After nearly thirteen years in a conservatorship, pop music legend Britney Spears is getting greater attention surrounding her difficult past.
Documentaries such as Framing Britney Spears, which came out last month on Hulu, and the six-part YouTube series on the “Deep Dive” channel that has been releasing episodically since the end of 2020 discuss Spears’ early life, her breakdown, her conservatorship and how fans have taken the #FreeBritney movement to the streets.
Framing Britney Spears has received a lot of attention since its release, and the YouTube series on Deep Dive has had many viewers watching her story.
Britney Spears grew up in the small town of Kentwood, Louisiana. She later rose to fame through her appearance in “The Mickey Mouse Club” from 1992 to 1996 alongside Justin Timberlake, Christina Aguleira and Ryan Gosling.
After her time on the show, she returned home to finish high school.
In 1997, Spears received a record deal and started her pop music journey.
In 1998, Spears started dating Timberlake. Their breakup after three years led Timberlake to create the song “Cry Me A River” which deliberately fueled rumors that Spears had cheated on him. The video even included a Britney look-alike.
Framing Britney Spears includes a 2002 clip of Timberlake guest-starring on Hot 97 FM where he shared details about their sex life.
After the release of Framing Britney Spears, Timberlake apologized to Spears for his poor treatment of her.
In 2004, Spears married Kevin Federline and had two sons with him. The couple remained together until 2007 when they went through a divorce that ended in Federline gaining custody of their sons.
Throughout her career, Spears had been constantly bashed by the news and harassed by paparazzi, and 2007 seemed to be a breaking point for her.
At the time, she was dealing with the hardships of her divorce, the death of her Aunt Sandra, public comments from her exes about her sex life, her mother publishing a book about the lives of Britney and her sister Jamie Lynn and the knowledge that her mother was having contact with her fired manager Larry Rudolph.

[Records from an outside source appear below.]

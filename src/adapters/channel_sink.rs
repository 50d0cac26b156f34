//! [`ControlSink`] backed by the output channels.
//!
//! LED and display updates are dropped when their channel is full.  A
//! telemetry event that cannot be queued goes straight into the
//! publisher's ring buffer instead, where the next sweep or reconnect
//! flush picks it up.

use embassy_sync::channel::TrySendError;
use log::{error, warn};

use crate::app::events::{DisplayCommand, LedCommand};
use crate::app::ports::{ControlSink, TimePort};
use crate::channels::{Channels, send_or_drop};
use crate::telemetry::publisher::TelemetryPublisher;
use crate::telemetry::TelemetryEvent;

pub struct ChannelSink<'a, C: TimePort> {
    channels: &'a Channels,
    publisher: Option<&'a TelemetryPublisher>,
    clock: C,
}

impl<'a, C: TimePort> ChannelSink<'a, C> {
    pub fn new(channels: &'a Channels, publisher: Option<&'a TelemetryPublisher>, clock: C) -> Self {
        Self {
            channels,
            publisher,
            clock,
        }
    }
}

impl<C: TimePort> ControlSink for ChannelSink<'_, C> {
    fn led(&mut self, command: LedCommand) {
        send_or_drop(&self.channels.led, command, "led");
    }

    fn display(&mut self, command: DisplayCommand) {
        send_or_drop(&self.channels.display, command, "display");
    }

    fn telemetry(&mut self, event: TelemetryEvent) {
        let Err(TrySendError::Full(event)) = self.channels.telemetry.try_send(event) else {
            return;
        };
        match self.publisher {
            Some(publisher) => {
                warn!("telemetry channel full, buffering '{}' directly", event.kind.wire_name());
                if let Err(e) = publisher.admit(event, self.clock.now_ms()) {
                    error!("telemetry: {}", e);
                }
            }
            None => warn!("telemetry channel full, dropping '{}'", event.kind.wire_name()),
        }
    }
}
//! Telemetry task: sole driver of the [`TelemetryPublisher`].
//!
//! Per iteration: follow the link session level (flushing the backlog on
//! every new session), apply every queued acknowledgement, wait up to
//! 100 ms for one telemetry event and publish it, then run the timeout
//! sweep if its period has elapsed.

use core::time::Duration;
use std::sync::Arc;

use embedded_hal::delay::DelayNs;
use log::info;

use crate::app::ports::{Tick, TimePort};
use crate::channels::{Channels, recv_timeout};
use crate::error::Result;
use crate::link::LinkSession;
use crate::link::transport::{LinkEvent, PublishPort};
use crate::telemetry::publisher::TelemetryPublisher;

pub const TELEMETRY_WAIT: Duration = Duration::from_millis(100);

pub struct TelemetryTask<P, C, D> {
    publisher: Arc<TelemetryPublisher>,
    link: P,
    clock: C,
    delay: D,
    sweep_interval_ms: u32,
    last_sweep: Tick,
    seen_session: (bool, u32),
}

impl<P: PublishPort, C: TimePort, D: DelayNs> TelemetryTask<P, C, D> {
    pub fn new(
        publisher: Arc<TelemetryPublisher>,
        link: P,
        clock: C,
        delay: D,
        sweep_interval_ms: u32,
    ) -> Self {
        let last_sweep = clock.now_ms();
        Self {
            publisher,
            link,
            clock,
            delay,
            sweep_interval_ms,
            last_sweep,
            seen_session: (false, 0),
        }
    }

    pub fn link(&self) -> &P {
        &self.link
    }

    pub fn link_mut(&mut self) -> &mut P {
        &mut self.link
    }

    /// React to a transport notification.
    pub fn handle_link_event(&mut self, event: LinkEvent) -> Result<()> {
        match event {
            LinkEvent::Connected => {
                self.publisher.set_connected(true);
                let sent = self
                    .publisher
                    .flush_backlog(&mut self.link, &mut self.delay, &self.clock)?;
                if sent > 0 {
                    info!("Telemetry: {} buffered events republished", sent);
                }
            }
            LinkEvent::Disconnected => {
                self.publisher.set_connected(false);
            }
            LinkEvent::Delivered(id) => {
                self.publisher.on_delivered(id)?;
            }
        }
        Ok(())
    }

    /// Apply the session level if it changed since the last look.  A new
    /// session count while up is a fresh connection even if the
    /// disconnect in between was never observed.
    pub fn follow_session(&mut self, session: &LinkSession) -> Result<()> {
        let now = session.snapshot();
        if now == self.seen_session {
            return Ok(());
        }
        self.seen_session = now;
        self.handle_link_event(if now.0 {
            LinkEvent::Connected
        } else {
            LinkEvent::Disconnected
        })
    }

    /// Run the sweep if `sweep_interval_ms` has passed since the last one.
    pub fn maybe_sweep(&mut self) -> Result<()> {
        let now = self.clock.now_ms();
        if now.wrapping_sub(self.last_sweep) < self.sweep_interval_ms {
            return Ok(());
        }
        self.last_sweep = now;
        self.publisher.sweep_timeouts(&mut self.link, now)?;
        Ok(())
    }

    pub fn step(&mut self, channels: &Channels) -> Result<()> {
        self.follow_session(&channels.session)?;
        while let Ok(event) = channels.link.try_receive() {
            self.handle_link_event(event)?;
        }
        if let Some(event) = recv_timeout(&channels.telemetry, TELEMETRY_WAIT) {
            let now = self.clock.now_ms();
            self.publisher.publish(&mut self.link, event, now)?;
        }
        self.maybe_sweep()
    }

    pub fn run(mut self, channels: &Channels) -> Result<()> {
        loop {
            self.step(channels)?;
        }
    }
}
//! Task Watchdog Timer (TWDT) driver.
//!
//! Subscribes the calling thread to the ESP-IDF TWDT; the device panics
//! and restarts if the control loop stops feeding it for `timeout_ms`.
//! Host builds keep a simulated deadline so starvation is observable.

#[cfg(target_os = "espidf")]
use esp_idf_svc::sys::*;

use log::info;

#[cfg(not(target_os = "espidf"))]
use std::time::{Duration, Instant};

pub struct Watchdog {
    timeout_ms: u32,
    #[cfg(target_os = "espidf")]
    subscribed: bool,
    #[cfg(not(target_os = "espidf"))]
    last_feed: std::cell::Cell<Instant>,
}

impl Watchdog {
    /// Configure the TWDT and subscribe the current thread.
    pub fn new(timeout_ms: u32) -> Self {
        #[cfg(target_os = "espidf")]
        {
            unsafe {
                let cfg = esp_task_wdt_config_t {
                    timeout_ms,
                    idle_core_mask: 0,
                    trigger_panic: true,
                };
                let ret = esp_task_wdt_reconfigure(&cfg);
                if ret != ESP_OK {
                    log::warn!(
                        "TWDT reconfigure returned {} (may already be configured)",
                        ret
                    );
                }

                let ret = esp_task_wdt_add(core::ptr::null_mut());
                let subscribed = ret == ESP_OK;
                if subscribed {
                    info!("Watchdog: subscribed ({}ms timeout, panic on trigger)", timeout_ms);
                } else {
                    log::warn!("Watchdog: failed to subscribe ({})", ret);
                }

                Self {
                    timeout_ms,
                    subscribed,
                }
            }
        }

        #[cfg(not(target_os = "espidf"))]
        {
            info!("Watchdog(sim): {}ms timeout", timeout_ms);
            Self {
                timeout_ms,
                last_feed: std::cell::Cell::new(Instant::now()),
            }
        }
    }

    pub fn timeout_ms(&self) -> u32 {
        self.timeout_ms
    }

    /// Feed the watchdog.  Must be called at least once per timeout.
    pub fn feed(&self) {
        #[cfg(target_os = "espidf")]
        {
            if self.subscribed {
                unsafe {
                    esp_task_wdt_reset();
                }
            }
        }

        #[cfg(not(target_os = "espidf"))]
        self.last_feed.set(Instant::now());
    }

    /// Whether the simulated deadline has passed since the last feed.
    #[cfg(not(target_os = "espidf"))]
    pub fn is_expired(&self) -> bool {
        self.last_feed.get().elapsed() >= Duration::from_millis(u64::from(self.timeout_ms))
    }
}
//! Control service: the hexagonal core.
//!
//! [`ControlService`] owns the state machine, the PIN verifier, the
//! command processor and the keypad entry buffer.  It is driven by the
//! control task one input at a time; everything it produces leaves through
//! a [`ControlSink`].
//!
//! ```text
//!  KeyEvent ─────┐
//!  MotionEvent ──┼──▶ ┌──────────────────────────┐ ──▶ ControlSink
//!  RemoteCommand ┘    │ ControlService           │     (led, display,
//!                     │ FSM · PinVerifier · Cmd  │      telemetry)
//!                     └──────────────────────────┘
//! ```

use core::fmt::Write;
use std::sync::Arc;

use heapless::String;
use log::{debug, info, warn};

use crate::config::SystemConfig;
use crate::error::PinError;
use crate::fsm::{SafeEvent, SafeState, SafeStateMachine, Transition};
use crate::telemetry::TelemetryEvent;

use super::commands::RemoteCommand;
use super::events::{DisplayCommand, KeyAction, KeyEvent, LedCommand, MotionEvent};
use super::motion::Sensitivity;
use super::pin::{PIN_LENGTH, PinVerifier};
use super::ports::{ControlSink, StoragePort, TimePort};
use super::processor::{CommandProcessor, announce};

// ───────────────────────────────────────────────────────────────
// ControlService
// ───────────────────────────────────────────────────────────────

pub struct ControlService<S: StoragePort, C: TimePort> {
    machine: SafeStateMachine,
    pin: PinVerifier<S>,
    processor: CommandProcessor,
    clock: C,
    /// Digits typed since the last clear or submit.
    entry: String<PIN_LENGTH>,
    message_ms: u32,
}

impl<S: StoragePort, C: TimePort> ControlService<S, C> {
    /// Build the service.  Loads the PIN from `storage`, falling back to
    /// the configured default.
    pub fn new(
        config: &SystemConfig,
        storage: S,
        clock: C,
        sensitivity: Arc<Sensitivity>,
    ) -> Result<Self, PinError> {
        let pin = PinVerifier::load(storage, &config.default_pin)?;
        Ok(Self {
            machine: SafeStateMachine::from_config(config),
            pin,
            processor: CommandProcessor::new(sensitivity, config.message_duration_ms),
            clock,
            entry: String::new(),
            message_ms: config.message_duration_ms,
        })
    }

    // ── Lifecycle ─────────────────────────────────────────────

    /// Publish the boot state to every output.
    pub fn start(&mut self, sink: &mut impl ControlSink) {
        let state = self.machine.state();
        sink.led(LedCommand { state });
        sink.display(DisplayCommand::ShowState(state));
        sink.telemetry(TelemetryEvent::state_change(self.clock.unix_secs(), state));
        info!("ControlService started in {}", state.as_str());
    }

    // ── Inputs ────────────────────────────────────────────────

    /// Feed one keypress into the PIN entry flow.
    pub fn handle_key(
        &mut self,
        key: KeyEvent,
        sink: &mut impl ControlSink,
    ) -> Result<Option<Transition>, PinError> {
        match key.action() {
            KeyAction::Digit(d) => {
                if self.entry.push(d).is_err() {
                    debug!("PIN entry full, digit ignored");
                    return Ok(None);
                }
                sink.display(DisplayCommand::PinEntry {
                    digits: self.entry.len() as u8,
                });
                Ok(None)
            }
            KeyAction::Clear => {
                self.entry.clear();
                sink.display(DisplayCommand::ShowState(self.machine.state()));
                Ok(None)
            }
            KeyAction::Submit => self.submit(sink),
            KeyAction::Function(c) => {
                debug!("Function key '{}' ignored", c);
                Ok(None)
            }
        }
    }

    /// A confirmed tamper movement.
    pub fn handle_motion(
        &mut self,
        motion: MotionEvent,
        sink: &mut impl ControlSink,
    ) -> Option<Transition> {
        let ts = self.clock.unix_secs();
        let before = self.machine.state();
        sink.telemetry(TelemetryEvent::movement(ts, before, motion.magnitude_g));

        let transition = self.machine.handle(SafeEvent::Motion);
        if let Some(t) = transition {
            warn!("Tamper movement ({:.2} g) while locked", motion.magnitude_g);
            self.entry.clear();
            announce(t, ts, sink);
        }
        transition
    }

    /// A decoded remote command.
    pub fn handle_command(
        &mut self,
        cmd: RemoteCommand,
        sink: &mut impl ControlSink,
    ) -> Option<Transition> {
        let ts = self.clock.unix_secs();
        let transition = self
            .processor
            .dispatch(cmd, &mut self.machine, &self.pin, ts, sink);
        if transition.is_some() {
            self.entry.clear();
        }
        transition
    }

    // ── Queries ───────────────────────────────────────────────

    pub fn state(&self) -> SafeState {
        self.machine.state()
    }

    pub fn wrong_count(&self) -> u8 {
        self.machine.wrong_count()
    }

    pub fn entry_len(&self) -> usize {
        self.entry.len()
    }

    pub fn sensitivity(&self) -> &Sensitivity {
        self.processor.sensitivity()
    }

    // ── Internal ──────────────────────────────────────────────

    fn submit(&mut self, sink: &mut impl ControlSink) -> Result<Option<Transition>, PinError> {
        if self.entry.is_empty() {
            debug!("Empty PIN submit ignored");
            return Ok(None);
        }
        sink.display(DisplayCommand::Checking);

        let ok = self.pin.verify(&self.entry);
        self.entry.clear();
        let ok = ok?;

        let ts = self.clock.unix_secs();
        let event = if ok {
            SafeEvent::CorrectPin
        } else {
            SafeEvent::WrongPin
        };
        let transition = self.machine.handle(event);
        let state = self.machine.state();
        info!("PIN {} in {}", if ok { "accepted" } else { "rejected" }, state.as_str());

        sink.telemetry(TelemetryEvent::code_result(ts, state, ok));
        match transition {
            Some(t) => announce(t, ts, sink),
            None if !ok => {
                let mut text: String<16> = String::new();
                if state == SafeState::Locked {
                    let _ = write!(
                        text,
                        "Wrong PIN {}/{}",
                        self.machine.wrong_count(),
                        self.machine.max_wrong_attempts()
                    );
                } else {
                    let _ = text.push_str("Wrong PIN");
                }
                sink.display(DisplayCommand::message(&text, self.message_ms, state));
            }
            None => sink.display(DisplayCommand::ShowState(state)),
        }
        Ok(transition)
    }
}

The book and her mother’s connection with Rudolph strained Britney’s relationship with her mother.
Ultimately, these events culminated in a breakdown for Spears during which she shaved her head and attacked a paparazzo’s car with an umbrella.
After Spears’ 2007 VMA performance received backlash, Chris Crocker came to her defense. Deep Dive’s video series showed the video of Crocker.
“I know it's hard to see Britney Spears as a human being, but trust me, she is; she’s a person,” Crocker said. “She’s like you or I — and I don't know about you, but I know that I would be pretty shaken up right now.”
In 2008, Spears' father, Jamie, became her conservator along with co-conservator Andrew Wallet. A conservatorship involves someone being legally arranged to help an individual who is unable to handle their own finances and day to day tasks due to physical or mental struggles.
In the 2008 documentary Britney: For the Record, Spears revealed how she was feeling about the conservatorship.
“If I wasn’t under the restraints that I’m under right now, with all the lawyers and doctors and people analyzing me every day and all that kind of stuff, if that wasn’t there, I’d feel so liberated and feel like myself,” Spears said.
As years went by, Britney’s conservatorship was little-discussed among the public.
In 2016, Spears appeared as a guest on the Johnathan Ross Show and brought up her conservatorship. She expressed that she felt many decisions were being made for her and that she wanted her new album “Glory” to be exclusively under her own creative direction.
The Jonathan Ross show edited out Spears’ comments about her conservatorship.
In 2009, a fan of Britney’s named Jordan Miller began a website called “Breathe Heavy” which began the Free Britney movement. Jamie Spears was angered by the site and told Miller that he wanted it to be shut down.
In 2017, a podcast called “Britney’s Gram” began discussing Britney’s Instagram posts. The host believed that she was trying to communicate through her posts that she felt trapped.
In 2019, Spears cancelled her residency and wrote in an announcement that the cancellation was due to a health issue with her father. She would not appear on social media for three months after that announcement which worried many of her sympathizers.
During this time, her co-conservator Andrew Wallet quit.
The podcast “Britney’s Gram” received a voicemail message from a paralegal for an attorney that was a part of Spears’ conservatorship. In it, the paralegal revealed that Spears had been involuntarily held in a mental facility since mid-January.
In 2021, the #FreeBritney movement remains active. On February 11, the Los Angeles Superior Court continued Spears’ conservatorship but overruled her father’s objections to Bessemer Trust being co-conservator of her estate. Bessemer Trust is a privately owned company that manages money for its clients and acts as a trustee or conservator for estates.
There is hope among Spears’ sympathizers that the new attention brought to her conservatorship by the movement may result in her regaining freedom after a long 13 years.